BEGIN EXERCISE MATERIAL

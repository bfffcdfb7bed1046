//! Noyau de la calculatrice de poche
//!
//! Organisation interne :
//! - operation.rs : variantes d’opérations + registre symbole -> Operation
//! - cerveau.rs   : accumulateur, opération en attente, description
//! - format.rs    : affichage d’un f64 (entier / 4 décimales, sans locale)

pub mod cerveau;
pub mod format;
pub mod operation;

#[cfg(test)]
mod tests_proprietes;

// API publique minimale
pub use cerveau::Cerveau;
pub use format::format_nombre;
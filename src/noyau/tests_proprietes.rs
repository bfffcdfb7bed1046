//! Tests de propriétés (campagne) : invariants du cerveau sur beaucoup d’entrées.
//!
//! - valeurs bornées + valeurs spéciales IEEE-754
//! - graine fixe (reproductible)
//! - budget temps global (anti-gel)

use std::time::{Duration, Instant};

use rand::rngs::StdRng;
use rand::{Rng, SeedableRng};

use super::format::format_nombre;
use super::Cerveau;

const TIRAGES: usize = 2_000;

fn budget(start: Instant, max: Duration) {
    if start.elapsed() > max {
        panic!("budget temps dépassé: {:?}", max);
    }
}

/// Valeurs “pièges” + tirages pseudo-aléatoires de magnitudes variées.
fn valeurs(graine: u64) -> Vec<f64> {
    let mut v = vec![
        0.0,
        -0.0,
        1.0,
        -1.0,
        0.5,
        1e-9,
        -1e-9,
        1e15,
        f64::MAX,
        f64::MIN,
        f64::MIN_POSITIVE,
        f64::EPSILON,
        f64::INFINITY,
        f64::NEG_INFINITY,
    ];
    let mut rng = StdRng::seed_from_u64(graine);
    for _ in 0..TIRAGES {
        let mantisse: f64 = rng.gen_range(-1.0..1.0);
        let exposant: i32 = rng.gen_range(-6..=12);
        v.push(mantisse * 10f64.powi(exposant));
    }
    v
}

#[test]
fn prop_set_operande_resultat_et_description() {
    let t0 = Instant::now();
    let mut c = Cerveau::avec_graine(1);

    for v in valeurs(11) {
        c.set_operande(v);
        assert_eq!(c.resultat().map(f64::to_bits), Some(v.to_bits()), "v={v:?}");
        assert_eq!(c.description(), Some(format_nombre(v)), "v={v:?}");
        budget(t0, Duration::from_secs(2));
    }
}

#[test]
fn prop_set_operande_nan() {
    let mut c = Cerveau::avec_graine(1);
    c.set_operande(f64::NAN);
    assert!(c.resultat().is_some_and(f64::is_nan));
    assert_eq!(c.description().as_deref(), Some("NaN"));
}

#[test]
fn prop_clear_tout_apres_sequence_quelconque() {
    let t0 = Instant::now();
    let symboles = ["+", "×", "÷", "−", "=", "√", "±", "π", "Random", "inconnu"];
    let mut rng = StdRng::seed_from_u64(99);

    for _ in 0..200 {
        let mut c = Cerveau::avec_graine(rng.gen());
        for _ in 0..rng.gen_range(0..20) {
            if rng.gen_bool(0.4) {
                c.set_operande(rng.gen_range(-100.0..100.0));
            } else {
                c.executer(symboles[rng.gen_range(0..symboles.len())]);
            }
        }
        c.clear_tout();
        assert_eq!(c.resultat(), None);
        assert!(!c.resultat_en_attente());
        assert_eq!(c.description(), None);
        budget(t0, Duration::from_secs(2));
    }
}

#[test]
fn prop_attente_coherente_avec_description() {
    // en attente => la description se termine par l’opérateur tant que le second manque
    let mut rng = StdRng::seed_from_u64(5);
    for (symbole, texte) in [("+", "+"), ("×", "*"), ("÷", "/"), ("−", "-")] {
        let a = rng.gen_range(1.0f64..50.0).round();
        let mut c = Cerveau::avec_graine(0);
        c.set_operande(a);
        c.executer(symbole);
        assert!(c.resultat_en_attente());
        assert_eq!(c.description(), Some(format!("{}{texte}", format_nombre(a))));
    }
}

#[test]
fn prop_binaires_arithmetique_ieee() {
    let t0 = Instant::now();
    let mut rng = StdRng::seed_from_u64(2024);

    for _ in 0..TIRAGES {
        let a: f64 = rng.gen_range(-1e6..1e6);
        let b: f64 = rng.gen_range(-1e6..1e6);

        for (symbole, attendu) in [("+", a + b), ("−", a - b), ("×", a * b), ("÷", a / b)] {
            let mut c = Cerveau::avec_graine(0);
            c.set_operande(a);
            c.executer(symbole);
            c.set_operande(b);
            c.executer("=");
            assert_eq!(c.resultat(), Some(attendu), "{a} {symbole} {b}");
            assert!(!c.resultat_en_attente());
        }
        budget(t0, Duration::from_secs(3));
    }
}

#[test]
fn prop_unaire_personnalisee_comme_integree() {
    // "maracine" == "√" pour la valeur, et même forme de description
    let mut rng = StdRng::seed_from_u64(3);
    for _ in 0..200 {
        let v: f64 = rng.gen_range(0.0..1e4);

        let mut a = Cerveau::avec_graine(0);
        a.set_operande(v);
        a.executer("√");

        let mut b = Cerveau::avec_graine(0);
        b.ajouter_unaire("maracine", f64::sqrt);
        b.set_operande(v);
        b.executer("maracine");

        assert_eq!(a.resultat(), b.resultat());
        let da = a.description().unwrap_or_default();
        let db = b.description().unwrap_or_default();
        assert_eq!(da.trim_start_matches('√'), db.trim_start_matches("maracine"));
    }
}

#[test]
fn prop_aleatoire_ignore_etat_precedent() {
    let mut c = Cerveau::avec_graine(8);
    c.set_operande(123.0);
    c.executer("√");
    c.executer("Random");
    assert_eq!(c.description().as_deref(), Some("random()"));
    assert!(c.resultat().is_some_and(|v| (0.0..1.0).contains(&v)));
}
//! src/app/etat.rs
//!
//! État UI (sans vue).
//!
//! Rôle : contenir l’état de la calculatrice (affichage, saisie en cours, ligne
//! d’opérations, couleur) et traduire les touches en appels au cerveau.
//!
//! Contrats :
//! - Aucun calcul ici : tout passe par `noyau::Cerveau`.
//! - Le cerveau reste pur : l’effet visuel de "✅" est décidé ici, après coup.
//! - Affichage jamais vide : "0" par défaut.

use thiserror::Error;
use tracing::{debug, warn};

use crate::noyau::{format_nombre, Cerveau};

/// Valeur affichée au démarrage / après effacement.
pub const AFFICHAGE_INITIAL: &str = "0";

/// Opération personnalisée : racine carrée + affichage en vert.
pub const SYMBOLE_CHECK: &str = "✅";

/// Lecture de l’affichage impossible (frontière UI -> cerveau).
#[derive(Debug, Error, PartialEq)]
pub enum ErreurSaisie {
    #[error("affichage vide")]
    Vide,
    #[error("affichage non numérique : {0:?}")]
    NonNumerique(String),
}

#[derive(Clone, Copy, Debug, Default, PartialEq, Eq)]
pub enum CouleurAffichage {
    #[default]
    Normale,
    Verte,
}

#[derive(Debug)]
pub struct AppCalc {
    // --- affichage ---
    pub affichage: String,  // nombre en cours de saisie OU dernier résultat
    pub operations: String, // description du calcul ("3+4=", "3+...")
    pub couleur: CouleurAffichage,

    // --- saisie ---
    pub en_saisie: bool,

    cerveau: Cerveau,
}

impl Default for AppCalc {
    fn default() -> Self {
        Self::avec_cerveau(Cerveau::default())
    }
}

impl AppCalc {
    /// Construit l’état autour d’un cerveau donné (graine fixe en test).
    pub fn avec_cerveau(mut cerveau: Cerveau) -> Self {
        cerveau.ajouter_unaire(SYMBOLE_CHECK, f64::sqrt);
        debug!(symboles = ?cerveau.registre().symboles(), "registre prêt");
        Self {
            affichage: AFFICHAGE_INITIAL.to_string(),
            operations: AFFICHAGE_INITIAL.to_string(),
            couleur: CouleurAffichage::Normale,
            en_saisie: false,
            cerveau,
        }
    }

    pub fn cerveau(&self) -> &Cerveau {
        &self.cerveau
    }

    /* ------------------------ Saisie ------------------------ */

    /// Chiffre ou ".".
    /// - hors saisie : remplace l’affichage ("." => "0.")
    /// - en saisie   : ajoute, sauf second "."
    pub fn touche_chiffre(&mut self, chiffre: &str) {
        if self.en_saisie {
            if chiffre == "." && self.affichage.contains('.') {
                return;
            }
            self.affichage.push_str(chiffre);
        } else {
            self.affichage = if chiffre == "." {
                format!("{AFFICHAGE_INITIAL}.")
            } else {
                chiffre.to_string()
            };
            self.en_saisie = true;
        }
    }

    /// DEL : retire le dernier caractère (seulement en saisie).
    /// Affichage vidé => retour à "0" hors saisie.
    pub fn backspace(&mut self) {
        if !self.en_saisie {
            return;
        }
        self.affichage.pop();
        if self.affichage.is_empty() {
            self.en_saisie = false;
            self.affichage = AFFICHAGE_INITIAL.to_string();
        }
    }

    /// Valeur numérique de l’affichage.
    pub fn valeur_affichage(&self) -> Result<f64, ErreurSaisie> {
        let s = self.affichage.trim();
        if s.is_empty() {
            return Err(ErreurSaisie::Vide);
        }
        s.parse::<f64>()
            .map_err(|_| ErreurSaisie::NonNumerique(s.to_string()))
    }

    fn set_valeur_affichage(&mut self, v: f64) {
        self.affichage = format_nombre(v);
    }

    /* ------------------------ Opérations ------------------------ */

    /// Touche d’opération : pousse l’opérande saisi, exécute, met à jour l’écran.
    pub fn touche_operation(&mut self, symbole: &str) {
        if self.en_saisie {
            match self.valeur_affichage() {
                Ok(v) => self.cerveau.set_operande(v),
                Err(e) => {
                    warn!(erreur = %e, "saisie ignorée");
                    self.affichage = AFFICHAGE_INITIAL.to_string();
                }
            }
            self.en_saisie = false;
        }

        // "✅" n’agit (comme toute unaire) que si un opérande existe
        let check_applicable = symbole == SYMBOLE_CHECK && self.cerveau.resultat().is_some();

        self.cerveau.executer(symbole);

        if check_applicable {
            self.couleur = CouleurAffichage::Verte;
        }

        // "..." tant qu’aucun résultat n’est lisible, "=" dès qu’il y en a un
        // (y compris pendant une attente : "2*π=")
        if let Some(d) = self.cerveau.description() {
            self.operations = format!("{d}...");
        }
        if let Some(r) = self.cerveau.resultat() {
            self.set_valeur_affichage(r);
            if let Some(d) = self.cerveau.description() {
                self.operations = format!("{d}=");
            }
        }
    }

    /// C : remise à zéro totale (cerveau + écran + couleur).
    pub fn clear(&mut self) {
        self.cerveau.clear_tout();
        self.en_saisie = false;
        self.affichage = AFFICHAGE_INITIAL.to_string();
        self.operations = AFFICHAGE_INITIAL.to_string();
        self.couleur = CouleurAffichage::Normale;
    }
}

END EXERCISE MATERIAL

▸ WHAT YOU NEED TO DO: Starting from the line with "self.cerveau.clear_tout();" and ending with the final line of the data, quote every line exactly, both ends included.

▸ EXPECTED ANSWER:
        self.cerveau.clear_tout();
        self.en_saisie = false;
        self.affichage = AFFICHAGE_INITIAL.to_string();
        self.operations = AFFICHAGE_INITIAL.to_string();
        self.couleur = CouleurAffichage::Normale;
    }
}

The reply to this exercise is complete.